After the Xiongnu defeated the Han dynasty in the Battle of Baideng in 200 BC, they forced the Chinese to sign a humiliating treaty. Every year, the Han were required to deliver their princesses in marriage and silk to the nomads. This policy was known as heqin.
What did the Han get in exchange?
A few horses. Sounds like a raw deal.
In 138 BC, Emperor Han Wudi was fed up with this unfair treaty and planned to launch an attack against the Xiongnu. But there was a significant roadblock. The Xiongnu had a large army of well-trained horseback warriors, and the infantry-based Han army was no match for them.
The Han were not the only enemies of the Xiongnu. In the 2nd century BC, the Yuezhi (later known as Kushans), a nomadic confederacy centered in the Gansu region in northwest China, fought with the Xiongnu.
The Yuezhi were defeated and driven away from China.
Where did they go?
That’s what Han Wudi wanted to know.
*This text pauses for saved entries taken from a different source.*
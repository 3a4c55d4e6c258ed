//! The reporting collaborator: population census and text rendering.
//!
//! Consumes only read-only [`GridView`]s taken after each publish; nothing in
//! this crate can influence simulation state.

pub mod census;
pub mod observer;
pub mod render;

pub use census::Census;
pub use observer::{ConsoleObserver, Observer, RecordingObserver, SilentObserver};
pub use render::render;

#[doc(no_inline)]
pub use trophic_grid::GridView;
//! Trophic: a grid-based predator-prey ecosystem simulator.
//!
//! This is the top-level facade crate that re-exports the public API from all
//! Trophic sub-crates. For most users, adding `trophic` as a single dependency
//! is sufficient.
//!
//! # Quick start
//!
//! ```rust
//! use trophic::prelude::*;
//!
//! // A 12x12 world, 5 ticks, fixed seed.
//! let config = SimConfig {
//!     side: 12,
//!     ticks: 5,
//!     seed: 7,
//!     initial_plants: 40,
//!     initial_herbivores: 12,
//!     initial_carnivores: 4,
//!     ..SimConfig::default()
//! };
//! let mut driver = TickDriver::new(config).unwrap();
//! let mut recorder = RecordingObserver::new();
//! driver.run(&mut recorder).unwrap();
//!
//! // Tick 0 is the initial state; one census per published tick follows.
//! assert_eq!(recorder.history.len(), 6);
//! assert_eq!(recorder.history[0].plants, 40);
//! ```
//!
//! # Modules
//!
//! Each module corresponds to a sub-crate. Use them for types not in the
//! prelude:
//!
//! | Module | Sub-crate | Contents |
//! |--------|-----------|----------|
//! | [`types`] | `trophic-core` | Cell and animal state, grid errors |
//! | [`space`] | `trophic-space` | Lattice geometry and neighbourhoods |
//! | [`grid`] | `trophic-grid` | Double-buffered cell store with claims |
//! | [`obs`] | `trophic-obs` | Census, text rendering, observers |
//! | [`engine`] | `trophic-engine` | Configuration, species rules, tick driver |

#![deny(missing_docs)]
#![deny(rustdoc::broken_intra_doc_links)]
#![forbid(unsafe_code)]

/// Cell and animal state, grid errors (`trophic-core`).
///
/// The tagged [`types::Cell`] variant and the [`types::Animal`] record are
/// the vocabulary every other crate speaks.
pub use trophic_core as types;

/// Lattice geometry and neighbourhoods (`trophic-space`).
///
/// [`space::Lattice`] maps coordinates to indices and enumerates
/// [`space::Adjacency::Orthogonal`] and [`space::Adjacency::Moore`]
/// neighbourhoods in a fixed scan order.
pub use trophic_space as space;

/// Double-buffered cell store (`trophic-grid`).
///
/// [`grid::DualGrid`] holds the current/next buffer pair and enforces the
/// per-destination claim discipline; [`grid::GridView`] is its read-only
/// published view.
pub use trophic_grid as grid;

/// Census, text rendering, and observers (`trophic-obs`).
///
/// Implement [`obs::Observer`] to receive each published state, or use
/// [`obs::ConsoleObserver`] / [`obs::RecordingObserver`].
pub use trophic_obs as obs;

/// Configuration, species rules, and the tick driver (`trophic-engine`).
///
/// [`engine::TickDriver`] owns the grid and advances the simulation;
/// [`engine::SimConfig`] fixes every tunable at construction time.
pub use trophic_engine as engine;

/// Common imports for typical Trophic usage.
///
/// ```rust
/// use trophic::prelude::*;
/// ```
pub mod prelude {
    // Cell vocabulary
    pub use trophic_core::{Animal, Cell, GridError, Species};

    // Geometry
    pub use trophic_space::{Adjacency, Lattice};

    // Storage
    pub use trophic_grid::{DualGrid, GridView};

    // Reporting
    pub use trophic_obs::{
        render, Census, ConsoleObserver, Observer, RecordingObserver, SilentObserver,
    };

    // Engine
    pub use trophic_engine::{ConfigError, Phase, SimConfig, TickDriver, PHASE_ORDER};
}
He trusted Zhang Qian to track down the Yuezhi and seal a military alliance with them. The Han and the Yuezhi had scores to settle with their common enemy, the Xiongnu.
Luckily, the Han had captured a Xiongnu warrior called Ganfu. He agreed to guide the Han delegation to the Yuezhi. Ganfu showed the way through the Gobi Desert. But Zhang and his men hadn’t ventured far when the Xiongnu captured them.
Zhang was brought to Junchen Chanyu, the head of the Xiongnu. The Xiongnu admired bold men regardless of their ethnicity. Zhang’s physical prowess and intellect impressed the Chanyu. Though Zhang was a prisoner, the Xiongnu treated him like nobility. They provided him with food, clothing, a tent, horses, and even a bride. Sounds like an offer the Chinese diplomat couldn’t refuse!
The arrangement was perhaps too favorable because it explains why Zhang spent ten of his thirteen years in Xiongnu captivity. He had a son with his wife.
But during his days with the Xiongnu, something caught his eye.
The Xiongnu were a tough, nomadic people who taught their children to hunt at an early age. The men grazed livestock during times of peace and doubled up as horseback archers during times of war. The hardy warriors had a taste for luxury, which explains why they demanded silk as a tribute from the Han. But they wore clothes made of animal skins.
Where did all the silk that the Chinese paid as tribute go? There wasn’t a single piece of silk clothing in sight!
Zhang knew they’d sold them, but to whom?